Task requirements: Go through the entries and copy every line that has the string "velocity" in it.
--- Data for processing Enclosed Below ---
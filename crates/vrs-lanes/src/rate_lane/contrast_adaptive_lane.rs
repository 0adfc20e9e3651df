// Copyright 2025 eraflo
//
// Licensed under the Apache License, Version 2.0 (the "License");
// you may not use this file except in compliance with the License.
// You may obtain a copy of the License at
//
//     http://www.apache.org/licenses/LICENSE-2.0
//
// Unless required by applicable law or agreed to in writing, software
// distributed under the License is distributed on an "AS IS" BASIS,
// WITHOUT WARRANTIES OR CONDITIONS OF ANY KIND, either express or implied.
// See the License for the specific language governing permissions and
// limitations under the License.

use super::{dispatch, frame_context};
use crate::kernels::MOTION_ERROR_FALLOFF;
use vrs_core::lane::{FrameInputs, Lane, LaneContext, LaneError, LaneKind};
use vrs_core::renderer::{ContrastAdaptiveUniforms, RateMapPass};

/// GPU contrast-adaptive shading: tiles whose luma error stays under the
/// just-noticeable difference are shaded at half or quarter rate.
#[derive(Debug, Default)]
pub struct ContrastAdaptiveLane;

impl ContrastAdaptiveLane {
    /// Creates the lane.
    pub fn new() -> Self {
        Self
    }

    /// Uniform block for the current frame.
    pub fn uniforms(frame: &FrameInputs) -> ContrastAdaptiveUniforms {
        let settings = &frame.settings.contrast_adaptive;
        ContrastAdaptiveUniforms {
            tiles_x: frame.grid.width,
            tiles_y: frame.grid.height,
            tile_size: frame.tile_size(),
            extended: frame.extended() as u32,
            target_width: frame.targets.width,
            target_height: frame.targets.height,
            use_weber_fechner: settings.use_weber_fechner as u32,
            use_motion_vectors: settings.use_motion_vectors as u32,
            sensitivity_threshold: settings.sensitivity_threshold(),
            quarter_rate_sensitivity: settings.quarter_rate_sensitivity(),
            environment_luma: settings.environment_luma(),
            weber_fechner_constant: settings.weber_fechner_constant(),
            motion_error_falloff: MOTION_ERROR_FALLOFF,
            _pad: [0.0; 3],
        }
    }
}

impl Lane for ContrastAdaptiveLane {
    fn strategy_name(&self) -> &'static str {
        "ContrastAdaptive"
    }

    fn lane_kind(&self) -> LaneKind {
        LaneKind::Generator
    }

    fn execute(&self, ctx: &mut LaneContext) -> Result<(), LaneError> {
        let (device, frame) = frame_context(ctx)?;
        if frame.settings.contrast_adaptive.use_motion_vectors && frame.targets.velocity.is_none() {
            log::debug!("Motion vectors requested but no velocity buffer is bound");
        }
        dispatch(
            device.as_ref(),
            frame,
            &RateMapPass::ContrastAdaptive(Self::uniforms(frame)),
        )
    }

    fn as_any(&self) -> &dyn std::any::Any {
        self
    }
}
--- End of Enclosed Data for processing ---
Expected answer:
        if frame.settings.contrast_adaptive.use_motion_vectors && frame.targets.velocity.is_none() {
            log::debug!("Motion vectors requested but no velocity buffer is bound");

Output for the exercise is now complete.